No significant difference in age, gender, and education was found between any two groups (Table 1). PD-pRBD and PD-npRBD were not significantly different in MDS-UPDRS-III and H&Y stage. As for cognitive performance, PD-pRBD patients performed worse on all of cognitive tests compared with NCs. When comparing with PD-npRBD, PD-pRBD performed worse on most of cognitive tests except the HVLT-R recognition discrimination index. And we detected PD-npRBD performed worse in HVLT-R recognition discrimination index and SDMT compared with NCs (Table 1). After exclusion of subjects with poor image quality, data analyses were conducted in a relatively smaller sample than a previous study using PPMI database (21). Of note, the similar statistical distribution of clinical features, such as cognitive performance, indicated the sample size was still robust to detect the imaging phenotype between PD-pRBD and PD-npRBD.

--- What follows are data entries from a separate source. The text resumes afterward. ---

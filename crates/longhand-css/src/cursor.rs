//! An explicit read position over a layer's tokens.
//!
//! Classifiers never hold an iterator across slot decisions; they peek,
//! decide, and advance, so a sub-scan (position `/` size, a repeat pair)
//! can look ahead without consuming what it does not claim.

use crate::values::ValueToken;

/// A cursor over a borrowed token slice.
#[derive(Debug, Clone)]
pub struct TokenCursor<'a> {
    tokens: &'a [ValueToken],
    position: usize,
}

impl<'a> TokenCursor<'a> {
    /// A cursor at the first token of `tokens`.
    #[must_use]
    pub const fn new(tokens: &'a [ValueToken]) -> Self {
        Self {
            tokens,
            position: 0,
        }
    }

    /// The token under the cursor.
    #[must_use]
    pub fn peek(&self) -> Option<&'a ValueToken> {
        self.tokens.get(self.position)
    }

    /// The token `offset` places after the cursor.
    #[must_use]
    pub fn peek_at(&self, offset: usize) -> Option<&'a ValueToken> {
        self.tokens.get(self.position + offset)
    }

    /// Consume and return the token under the cursor.
    pub fn advance(&mut self) -> Option<&'a ValueToken> {
        let token = self.tokens.get(self.position)?;
        self.position += 1;
        Some(token)
    }

    /// Consume the token under the cursor only if `predicate` accepts it.
    pub fn next_if(&mut self, predicate: impl FnOnce(&ValueToken) -> bool) -> Option<&'a ValueToken> {
        let token = self.peek()?;
        if predicate(token) {
            self.position += 1;
            Some(token)
        } else {
            None
        }
    }

    /// True once every token has been consumed.
    #[must_use]
    pub const fn is_done(&self) -> bool {
        self.position >= self.tokens.len()
    }

    /// Index of the token under the cursor.
    #[must_use]
    pub const fn position(&self) -> usize {
        self.position
    }
}

#[cfg(test)]
mod tests {
    use super::*;

    fn ident(name: &str) -> ValueToken {
        ValueToken::Identifier(name.to_string())
    }

    #[test]
    fn next_if_only_consumes_accepted_tokens() {
        let tokens = [ident("left"), ValueToken::Operator('/'), ident("cover")];
        let mut cursor = TokenCursor::new(&tokens);

        assert!(cursor.next_if(|t| t.is_operator('/')).is_none());
        assert_eq!(cursor.position(), 0);
        assert_eq!(cursor.next_if(|t| t.is_ident("left")), Some(&tokens[0]));
        assert_eq!(cursor.peek_at(1), Some(&tokens[2]));
        assert_eq!(cursor.advance(), Some(&tokens[1]));
        assert_eq!(cursor.advance(), Some(&tokens[2]));
        assert!(cursor.is_done());
        assert_eq!(cursor.advance(), None);
        assert_eq!(cursor.position(), 3);
    }
}
//! The value-level token the shorthand classifiers work on.
//!
//! Unlike [`crate::tokenizer::CSSToken`], a [`ValueToken`] never nests:
//! a function call carries its argument text verbatim, so commas and
//! parentheses inside `cubic-bezier(0, 0, 1, 1)` or `url(a,b.png)` can never
//! be mistaken for layer separators.

use core::fmt;

use super::keywords::{self, contains};

/// One component of a declaration value.
#[derive(Debug, Clone, PartialEq)]
pub enum ValueToken {
    /// A bare identifier: `center`, `no-repeat`, `spin`.
    Identifier(String),
    /// A number with a unit: `10px`, `1.5s`.
    Dimension {
        /// Numeric part.
        value: f64,
        /// Unit, escapes decoded.
        unit: String,
        /// The token as written.
        text: String,
    },
    /// A percentage: `50%`.
    Percentage {
        /// Numeric part.
        value: f64,
        /// The token as written.
        text: String,
    },
    /// A unitless number: `0`, `2.5`.
    Number {
        /// Numeric value.
        value: f64,
        /// The token as written.
        text: String,
    },
    /// A quoted string, unescaped.
    StringLiteral(String),
    /// A hash token without the `#`: `fff`, `a0b1c2`.
    Hash(String),
    /// A function call with its arguments as opaque source text.
    FunctionCall {
        /// Function name as written, without `(`.
        name: String,
        /// Everything between the outer parentheses, trimmed.
        args: String,
    },
    /// A significant delimiter; in practice `/`.
    Operator(char),
}

impl ValueToken {
    /// The identifier text, if this is an identifier.
    #[must_use]
    pub fn ident(&self) -> Option<&str> {
        match self {
            Self::Identifier(name) => Some(name),
            _ => None,
        }
    }

    /// True if this is an identifier matching `keyword` (ASCII case-insensitive).
    #[must_use]
    pub fn is_ident(&self, keyword: &str) -> bool {
        self.ident().is_some_and(|name| name.eq_ignore_ascii_case(keyword))
    }

    /// True if this is an identifier from `list`.
    #[must_use]
    pub fn is_ident_in(&self, list: &[&str]) -> bool {
        self.ident().is_some_and(|name| contains(list, name))
    }

    /// The function name, if this is a function call.
    #[must_use]
    pub fn function_name(&self) -> Option<&str> {
        match self {
            Self::FunctionCall { name, .. } => Some(name),
            _ => None,
        }
    }

    /// True if this is a call to one of the functions in `list`.
    #[must_use]
    pub fn is_function_in(&self, list: &[&str]) -> bool {
        self.function_name().is_some_and(|name| contains(list, name))
    }

    /// True if this is the operator `symbol`.
    #[must_use]
    pub fn is_operator(&self, symbol: char) -> bool {
        matches!(self, Self::Operator(c) if *c == symbol)
    }

    /// `<length>`: a dimension with a length unit, a unitless zero, or a math function.
    #[must_use]
    pub fn is_length(&self) -> bool {
        match self {
            Self::Dimension { unit, .. } => keywords::is_length_unit(unit),
            Self::Number { value, .. } => *value == 0.0,
            _ => self.is_function_in(keywords::MATH_FUNCTIONS),
        }
    }

    /// `<length-percentage>`.
    #[must_use]
    pub fn is_length_percentage(&self) -> bool {
        matches!(self, Self::Percentage { .. }) || self.is_length()
    }

    /// `<time>`: a dimension in `s` or `ms`.
    #[must_use]
    pub fn is_time(&self) -> bool {
        matches!(self, Self::Dimension { unit, .. } if keywords::is_time_unit(unit))
    }

    /// A non-negative unitless number.
    #[must_use]
    pub fn non_negative_number(&self) -> Option<f64> {
        match self {
            Self::Number { value, .. } if *value >= 0.0 => Some(*value),
            _ => None,
        }
    }
}

/// Numeric tokens are written back as the author wrote them; identifiers and
/// hash names are re-escaped so the output reads back as the same token.
impl fmt::Display for ValueToken {
    fn fmt(&self, f: &mut fmt::Formatter<'_>) -> fmt::Result {
        match self {
            Self::Identifier(name) => write_escaped(f, name, true),
            Self::Dimension { text, .. } | Self::Percentage { text, .. } | Self::Number { text, .. } => {
                f.write_str(text)
            }
            Self::StringLiteral(text) => {
                f.write_str("\"")?;
                for c in text.chars() {
                    match c {
                        '"' | '\\' => write!(f, "\\{c}")?,
                        '\n' => f.write_str("\\a ")?,
                        c => write!(f, "{c}")?,
                    }
                }
                f.write_str("\"")
            }
            Self::Hash(value) => {
                f.write_str("#")?;
                write_escaped(f, value, false)
            }
            Self::FunctionCall { name, args } => write!(f, "{name}({args})"),
            Self::Operator(symbol) => write!(f, "{symbol}"),
        }
    }
}

/// [CSSOM § 2.1 serialize an identifier](https://drafts.csswg.org/cssom/#serialize-an-identifier)
///
/// With `identifier` false the leading-digit and lone-hyphen rules are
/// skipped, which is how the name of a hash token is written.
fn write_escaped(f: &mut fmt::Formatter<'_>, text: &str, identifier: bool) -> fmt::Result {
    let starts_with_hyphen = text.starts_with('-');
    for (index, c) in text.chars().enumerate() {
        // "If the character is in the range [0-9] and it is the first
        // character, or the second character and the first is '-'"
        let leading_digit = identifier
            && c.is_ascii_digit()
            && (index == 0 || (index == 1 && starts_with_hyphen));
        match c {
            '\0' => f.write_str("\u{FFFD}")?,
            '\u{1}'..='\u{1f}' | '\u{7f}' => write!(f, "\\{:x} ", u32::from(c))?,
            _ if leading_digit => write!(f, "\\{:x} ", u32::from(c))?,
            '-' if identifier && text == "-" => f.write_str("\\-")?,
            c if !c.is_ascii() || c == '-' || c == '_' || c.is_ascii_alphanumeric() => {
                write!(f, "{c}")?;
            }
            c => write!(f, "\\{c}")?,
        }
    }
    Ok(())
}

/// Join tokens with single spaces, the canonical separator of every slot value.
#[must_use]
pub fn join_tokens(tokens: &[ValueToken]) -> String {
    tokens
        .iter()
        .map(ToString::to_string)
        .collect::<Vec<_>>()
        .join(" ")
}
//! [CSS Backgrounds § 5.1 'border-radius'](https://www.w3.org/TR/css-backgrounds-3/#border-radius)
//!
//! "Value: `<length-percentage [0,∞]>`{1,4} [ / `<length-percentage [0,∞]>`{1,4} ]?"
//!
//! "The values are set in the order top-left, top-right, bottom-right,
//! bottom-left. If bottom-left is omitted it is the same as top-right. If
//! bottom-right is omitted it is the same as top-left. If top-right is
//! omitted it is the same as top-left."
//!
//! "If values are given before and after the slash, then the values before
//! the slash set the horizontal radius and the values after the slash set the
//! vertical radius. If there is no slash, then the values set both radii
//! equally."

use crate::error::{Result, ShorthandError};
use crate::values::{ValueToken, join_tokens, tokenize_value};

use super::{
    Longhands, PropertyDefaults, ShorthandMeta, collapse_global, expand_global, expand_sides,
    layer_tokens, minimal_sides, require_longhands, single_layer,
};

/// `border-radius` and its corner longhands.
pub static META: ShorthandMeta = ShorthandMeta {
    shorthand: "border-radius",
    longhands: &[
        "border-top-left-radius",
        "border-top-right-radius",
        "border-bottom-right-radius",
        "border-bottom-left-radius",
    ],
    defaults: Some(PropertyDefaults::new(&[
        ("border-top-left-radius", "0"),
        ("border-top-right-radius", "0"),
        ("border-bottom-right-radius", "0"),
        ("border-bottom-left-radius", "0"),
    ])),
};

fn is_radius(token: &ValueToken) -> bool {
    token.is_length_percentage()
        && !matches!(
            token,
            ValueToken::Dimension { value, .. } | ValueToken::Percentage { value, .. } if *value < 0.0
        )
}

/// One side of the slash: one to four radii spread over the corners.
fn corner_values(tokens: &[ValueToken]) -> Result<[ValueToken; 4]> {
    if tokens.is_empty() {
        return Err(ShorthandError::invalid("/"));
    }
    if let Some(bad) = tokens.iter().find(|&token| !is_radius(token)) {
        return Err(ShorthandError::invalid(bad.to_string()));
    }
    expand_sides(tokens).ok_or(ShorthandError::TooManyValues {
        slot: "border-radius",
        max: 4,
    })
}

/// Expand `border-radius` into its four corners. A corner is `h` when both
/// radii agree and `h v` otherwise.
///
/// # Errors
///
/// More than four radii on either side of the slash, a second slash, an
/// empty side, or a negative or non-length value.
pub fn expand(value: &str) -> Result<Longhands> {
    if let Some(global) = expand_global(&META, value) {
        return Ok(global);
    }
    let tokens = layer_tokens(single_layer(value)?)?;

    let mut halves = tokens.split(|token| token.is_operator('/'));
    let horizontal = corner_values(halves.next().unwrap_or_default())?;
    let vertical = match halves.next() {
        Some(after) => corner_values(after)?,
        None => horizontal.clone(),
    };
    if halves.next().is_some() {
        return Err(ShorthandError::invalid("/"));
    }

    Ok(META
        .longhands
        .iter()
        .zip(horizontal.iter().zip(&vertical))
        .map(|(&name, (h, v))| {
            let corner = if h == v {
                h.to_string()
            } else {
                format!("{h} {v}")
            };
            (name.to_string(), corner)
        })
        .collect())
}

/// Collapse the four corners into the shortest `border-radius` value.
///
/// # Errors
///
/// [`ShorthandError::IncompleteLonghandSet`] if a corner is missing and
/// [`ShorthandError::Uncollapsible`] if a corner is not one or two radii.
pub fn collapse(longhands: &Longhands) -> Result<String> {
    let values = require_longhands(&META, longhands)?;
    if let Some(global) = collapse_global(&values)? {
        return Ok(global);
    }

    let mut horizontal = Vec::with_capacity(4);
    let mut vertical = Vec::with_capacity(4);
    for value in &values {
        match tokenize_value(value)?.as_slice() {
            [both] => {
                horizontal.push(both.clone());
                vertical.push(both.clone());
            }
            [h, v] => {
                horizontal.push(h.clone());
                vertical.push(v.clone());
            }
            _ => {
                return Err(ShorthandError::Uncollapsible {
                    reason: "a corner holds more than two radii",
                });
            }
        }
    }

    let (Ok(horizontal), Ok(vertical)) = (
        <[ValueToken; 4]>::try_from(horizontal),
        <[ValueToken; 4]>::try_from(vertical),
    ) else {
        return Err(ShorthandError::IncompleteLonghandSet {
            missing: META.shorthand.to_string(),
        });
    };

    let h = join_tokens(minimal_sides(&horizontal));
    if horizontal == vertical {
        Ok(h)
    } else {
        Ok(format!("{h} / {}", join_tokens(minimal_sides(&vertical))))
    }
}
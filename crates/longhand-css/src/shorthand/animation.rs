//! [CSS Animations § 3.10 'animation'](https://www.w3.org/TR/css-animations-1/#animation)
//!
//! "`<single-animation>` = `<time>` || `<easing-function>` || `<time>` ||
//! `<single-animation-iteration-count>` || `<single-animation-direction>` ||
//! `<single-animation-fill-mode>` || `<single-animation-play-state>` ||
//! [ none | `<keyframes-name>` ]"
//!
//! Slots are assigned by token type. Keywords are tried before the name, and
//! the easing check comes before everything else so `ease-in` is never read
//! as a keyframes name.

use crate::error::{Result, ShorthandError};
use crate::layers::align_layers;
use crate::values::{ValueToken, keywords};

use super::timing::{TimePair, collapse_times, is_easing, is_time_bearing};
use super::{
    LayerRecord, Longhands, PropertyDefaults, ShorthandMeta, collapse_global, expand_global,
    fill_slot, is_default_value, layer_tokens, records_from_aligned, require_longhands,
    serialize_layers, value_layers,
};

/// `animation` and its longhands with their initial values.
pub static META: ShorthandMeta = ShorthandMeta {
    shorthand: "animation",
    longhands: &[
        "animation-name",
        "animation-duration",
        "animation-timing-function",
        "animation-delay",
        "animation-iteration-count",
        "animation-direction",
        "animation-fill-mode",
        "animation-play-state",
    ],
    defaults: Some(PropertyDefaults::new(&[
        ("animation-name", "none"),
        ("animation-duration", "0s"),
        ("animation-timing-function", "ease"),
        ("animation-delay", "0s"),
        ("animation-iteration-count", "1"),
        ("animation-direction", "normal"),
        ("animation-fill-mode", "none"),
        ("animation-play-state", "running"),
    ])),
};

/// One `<single-animation>`.
#[derive(Debug, Clone, Default, PartialEq, Eq)]
struct AnimationLayer {
    name: Option<String>,
    times: TimePair,
    timing_function: Option<String>,
    iteration_count: Option<String>,
    direction: Option<String>,
    fill_mode: Option<String>,
    play_state: Option<String>,
}

impl LayerRecord for AnimationLayer {
    fn slot(&self, index: usize) -> Option<&str> {
        match index {
            0 => self.name.as_deref(),
            1 => self.times.duration.as_deref(),
            2 => self.timing_function.as_deref(),
            3 => self.times.delay.as_deref(),
            4 => self.iteration_count.as_deref(),
            5 => self.direction.as_deref(),
            6 => self.fill_mode.as_deref(),
            7 => self.play_state.as_deref(),
            _ => None,
        }
    }

    fn slot_mut(&mut self, index: usize) -> Option<&mut Option<String>> {
        Some(match index {
            0 => &mut self.name,
            1 => &mut self.times.duration,
            2 => &mut self.timing_function,
            3 => &mut self.times.delay,
            4 => &mut self.iteration_count,
            5 => &mut self.direction,
            6 => &mut self.fill_mode,
            7 => &mut self.play_state,
            _ => return None,
        })
    }
}

/// `<single-animation-iteration-count>` = infinite | `<number [0,∞]>`
fn is_iteration_count(token: &ValueToken) -> bool {
    token.is_ident("infinite") || token.non_negative_number().is_some()
}

const INFINITE: &[&str] = &["infinite"];

/// A name that a reader would take for some other slot.
fn is_reserved_name(name: &str) -> bool {
    [
        keywords::TIMING_KEYWORDS,
        keywords::ANIMATION_DIRECTIONS,
        keywords::ANIMATION_FILL_MODES,
        keywords::ANIMATION_PLAY_STATES,
        INFINITE,
    ]
    .iter()
    .any(|list| keywords::contains(list, name))
}

fn classify(tokens: &[ValueToken]) -> Result<AnimationLayer> {
    let mut layer = AnimationLayer::default();

    for token in tokens {
        let value = token.to_string();

        let claimed = if is_easing(token) {
            classify_trace!("[CLASSIFY animation] timing-function <- '{}'", value);
            if layer.timing_function.is_none() {
                layer.timing_function = Some(value);
                continue;
            }
            // A repeated easing keyword can still be the keyframes name.
            token.ident().is_none()
        } else if is_time_bearing(token) {
            classify_trace!("[CLASSIFY animation] time <- '{}'", value);
            layer.times.push(token)?;
            continue;
        } else if is_iteration_count(token) {
            classify_trace!("[CLASSIFY animation] iteration-count <- '{}'", value);
            fill_slot(&mut layer.iteration_count, "iteration-count", value)?;
            continue;
        } else {
            let keyword_slot = if token.is_ident_in(keywords::ANIMATION_DIRECTIONS) {
                Some(&mut layer.direction)
            } else if token.is_ident_in(keywords::ANIMATION_FILL_MODES) {
                Some(&mut layer.fill_mode)
            } else if token.is_ident_in(keywords::ANIMATION_PLAY_STATES) {
                Some(&mut layer.play_state)
            } else {
                None
            };
            if let Some(slot) = keyword_slot.filter(|slot| slot.is_none()) {
                classify_trace!("[CLASSIFY animation] keyword <- '{}'", value);
                *slot = Some(value);
                continue;
            }
            false
        };

        if claimed {
            return Err(ShorthandError::DuplicateSlot {
                slot: "timing-function",
            });
        }

        // Whatever is left must be the keyframes name.
        if !matches!(
            token,
            ValueToken::Identifier(_) | ValueToken::StringLiteral(_)
        ) {
            return Err(ShorthandError::invalid(value));
        }
        classify_trace!("[CLASSIFY animation] name <- '{}'", value);
        fill_slot(&mut layer.name, "name", value)?;
    }

    Ok(layer)
}

/// Expand an `animation` value into its eight longhands.
///
/// # Errors
///
/// A token that fits no slot, a slot filled twice, or a third time value.
pub fn expand(value: &str) -> Result<Longhands> {
    if let Some(global) = expand_global(&META, value) {
        return Ok(global);
    }

    let records = value_layers(value)?
        .into_iter()
        .map(|layer| classify(&layer_tokens(layer)?))
        .collect::<Result<Vec<_>>>()?;

    Ok(serialize_layers(&META, &records))
}

/// Collapse the eight `animation` longhands into one value.
///
/// # Errors
///
/// [`ShorthandError::IncompleteLonghandSet`] if a longhand is missing,
/// [`ShorthandError::AmbiguousOrder`] if a name would read back as a keyword,
/// [`ShorthandError::Uncollapsible`] if a layer has only initial values.
pub fn collapse(longhands: &Longhands) -> Result<String> {
    let values = require_longhands(&META, longhands)?;
    if let Some(global) = collapse_global(&values)? {
        return Ok(global);
    }

    let lists: Vec<_> = values.iter().copied().map(Some).collect();
    let records: Vec<AnimationLayer> = records_from_aligned(&align_layers(&lists)?);
    if records.is_empty() {
        return Err(ShorthandError::EmptyValue);
    }

    let layers = records
        .iter()
        .map(collapse_layer)
        .collect::<Result<Vec<_>>>()?;
    Ok(layers.join(", "))
}

fn collapse_layer(layer: &AnimationLayer) -> Result<String> {
    let value_of = |index| layer.slot(index).unwrap_or_else(|| META.default_at(index));
    let non_default = |index| !is_default_value(value_of(index), META.default_at(index));
    let mut parts = Vec::new();

    if non_default(0) {
        let name = value_of(0);
        if is_reserved_name(name) {
            return Err(ShorthandError::AmbiguousOrder {
                reason: "animation name reads back as a keyword",
            });
        }
        parts.push(name.to_string());
    }

    let mut times = collapse_times(value_of(1), value_of(3), META.default_at(1), META.default_at(3));
    if !times.is_empty() {
        parts.push(times.remove(0));
    }
    if non_default(2) {
        parts.push(value_of(2).to_string());
    }
    parts.extend(times);

    for index in 4..=7 {
        if non_default(index) {
            parts.push(value_of(index).to_string());
        }
    }

    classify_trace!("[COLLAPSE animation] layer -> {:?}", parts);
    if parts.is_empty() {
        return Err(ShorthandError::Uncollapsible {
            reason: "an animation layer has only initial values",
        });
    }
    Ok(parts.join(" "))
}

#[cfg(test)]
mod tests {
    use super::*;
    use crate::values::tokenize_value;

    fn layer(value: &str) -> Result<AnimationLayer> {
        classify(&tokenize_value(value).unwrap())
    }

    #[test]
    fn repeated_keyword_falls_back_to_name() {
        let parsed = layer("reverse alternate").unwrap();
        assert_eq!(parsed.direction.as_deref(), Some("reverse"));
        assert_eq!(parsed.name.as_deref(), Some("alternate"));
    }

    #[test]
    fn quoted_names_are_kept_quoted() {
        let parsed = layer("\"slide in\" 2s").unwrap();
        assert_eq!(parsed.name.as_deref(), Some("\"slide in\""));
    }

    #[test]
    fn second_name_is_a_duplicate() {
        assert_eq!(
            layer("spin fade"),
            Err(ShorthandError::DuplicateSlot { slot: "name" })
        );
    }

    #[test]
    fn repeated_easing_function_is_a_duplicate() {
        assert_eq!(
            layer("steps(2) cubic-bezier(0, 0, 1, 1)"),
            Err(ShorthandError::DuplicateSlot {
                slot: "timing-function"
            })
        );
    }
}
//! [CSS Backgrounds § 3.10 'background'](https://www.w3.org/TR/css-backgrounds-3/#background)
//!
//! "The 'background' property is a shorthand property for setting most
//! background properties at the same place in the style sheet."
//!
//! "`<final-bg-layer>` = `<bg-image>` || `<bg-position>` [ / `<bg-size>` ]? ||
//! `<repeat-style>` || `<attachment>` || `<visual-box>` || `<visual-box>` ||
//! `<'background-color'>`"
//!
//! Every longhand except `background-color` is a comma-separated list with
//! one entry per layer. The color belongs to the final layer only.

use crate::error::{Result, ShorthandError};
use crate::layers::{align_layers, split_layers};
use crate::values::keywords;

use super::image_layer::{
    ImageLayerProfile, ImageLayerSlots, ImageSlot, classify_layer, collapse_layer,
};
use super::{
    LayerRecord, Longhands, PropertyDefaults, ShorthandMeta, collapse_global, expand_global,
    is_default_value, layer_tokens, records_from_aligned, require_longhands, serialize_layers,
    value_layers,
};

/// `background` and its longhands with their initial values.
pub static META: ShorthandMeta = ShorthandMeta {
    shorthand: "background",
    longhands: &[
        "background-image",
        "background-position",
        "background-size",
        "background-repeat",
        "background-attachment",
        "background-origin",
        "background-clip",
        "background-color",
    ],
    defaults: Some(PropertyDefaults::new(&[
        ("background-image", "none"),
        ("background-position", "0% 0%"),
        ("background-size", "auto auto"),
        ("background-repeat", "repeat"),
        ("background-attachment", "scroll"),
        ("background-origin", "padding-box"),
        ("background-clip", "border-box"),
        ("background-color", "transparent"),
    ])),
};

static SLOTS: [ImageSlot; 8] = [
    ImageSlot::Image,
    ImageSlot::Position,
    ImageSlot::Size,
    ImageSlot::Repeat,
    ImageSlot::Attachment,
    ImageSlot::Origin,
    ImageSlot::Clip,
    ImageSlot::Color,
];

/// Index of `background-color` in [`META`].
const COLOR: usize = 7;

static PROFILE: ImageLayerProfile = ImageLayerProfile {
    family: "background",
    meta: &META,
    slots: &SLOTS,
    boxes: keywords::BACKGROUND_BOXES,
    allow_attachment: true,
    allow_color: true,
    allow_mode_composite: false,
    allow_no_clip: false,
};

/// One background layer. The color is not part of any layer's lists.
#[derive(Debug, Default)]
struct BackgroundLayer(ImageLayerSlots);

impl LayerRecord for BackgroundLayer {
    fn slot(&self, index: usize) -> Option<&str> {
        match SLOTS.get(index)? {
            ImageSlot::Color => None,
            &slot => self.0.get(slot),
        }
    }

    fn slot_mut(&mut self, index: usize) -> Option<&mut Option<String>> {
        match SLOTS.get(index)? {
            ImageSlot::Color => None,
            &slot => Some(self.0.field_mut(slot)),
        }
    }
}

/// Expand a `background` value into its eight longhands.
///
/// # Errors
///
/// Any token no slot accepts, a slot given twice, a color outside the final
/// layer, or an image after the color.
pub fn expand(value: &str) -> Result<Longhands> {
    if let Some(global) = expand_global(&META, value) {
        return Ok(global);
    }

    let layers = value_layers(value)?;
    let last = layers.len().saturating_sub(1);
    let mut records = Vec::with_capacity(layers.len());
    let mut color = None;

    for (index, layer) in layers.iter().enumerate() {
        let tokens = layer_tokens(layer)?;
        let mut slots = classify_layer(&PROFILE, &tokens, index == last)?;
        if let Some(found) = slots.color.take() {
            color = Some(found);
        }
        records.push(BackgroundLayer(slots));
    }

    let mut longhands = serialize_layers(&META, &records);
    let _ = longhands.insert(
        META.longhands[COLOR].to_string(),
        color.unwrap_or_else(|| META.default_at(COLOR).to_string()),
    );
    Ok(longhands)
}

/// Collapse the eight `background` longhands into one value.
///
/// A layer whose slots are all initial is written `none`; the color, when
/// not `transparent`, ends the final layer.
///
/// # Errors
///
/// [`ShorthandError::IncompleteLonghandSet`] if a longhand is missing,
/// [`ShorthandError::Uncollapsible`] if `background-color` holds a list.
pub fn collapse(longhands: &Longhands) -> Result<String> {
    let values = require_longhands(&META, longhands)?;
    if let Some(global) = collapse_global(&values)? {
        return Ok(global);
    }

    let color = values[COLOR];
    if split_layers(color)?.len() != 1 {
        return Err(ShorthandError::Uncollapsible {
            reason: "background-color is a single value",
        });
    }

    let lists: Vec<_> = values[..COLOR].iter().copied().map(Some).collect();
    let aligned = align_layers(&lists)?;
    let records: Vec<BackgroundLayer> = records_from_aligned(&aligned);
    if records.is_empty() {
        return Err(ShorthandError::EmptyValue);
    }

    let last = records.len() - 1;
    let layers: Vec<String> = records
        .iter()
        .enumerate()
        .map(|(index, record)| {
            let mut parts = collapse_layer(&PROFILE, &record.0);
            if index == last && !is_default_value(color, META.default_at(COLOR)) {
                parts.push(color.to_string());
            }
            if parts.is_empty() {
                parts.push("none".to_string());
            }
            parts.join(" ")
        })
        .collect();

    Ok(layers.join(", "))
}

Table 1. Characteristics of normal controls, Parkinson’s disease (PD) patients with possible rapid eye movement sleep behavior disorder (RBD) (PD-npRBD) patients and PD patients with non-possible RBD (PD-pRBD) patients.
We found that over the density range of 0.1–0.5, γ was larger than 1 and λ was near 1 (σ = γ/λ was consistently greater than 1) for all SCNs from NCs, PD-npRBD group and PD-pRBD group (Figure 2). Therefore, our study indicated that these SCNs from NCs, PD-pRBD and PD-npRBD exhibited typical features of small-worldness. No significant difference in AUC analyses of small-worldness was observed among three groups (Table 2).
Figure 2. Small-worldness of normal controls (NCs), Parkinson’s disease (PD) patients with possible rapid eye movement sleep behavior disorder (RBD) (PD-pRBD), and PD patients with non-possible RBD (PD-npRBD). The graphs show the changes in Lambda, Gamma, and Sigma as a function of density thresholds. At a wide range of density, the network of each group have an average Gamma of greater than 1, an average Lambda of nearly 1, and Sigma greater than 1, which indicates prominent small-world properties.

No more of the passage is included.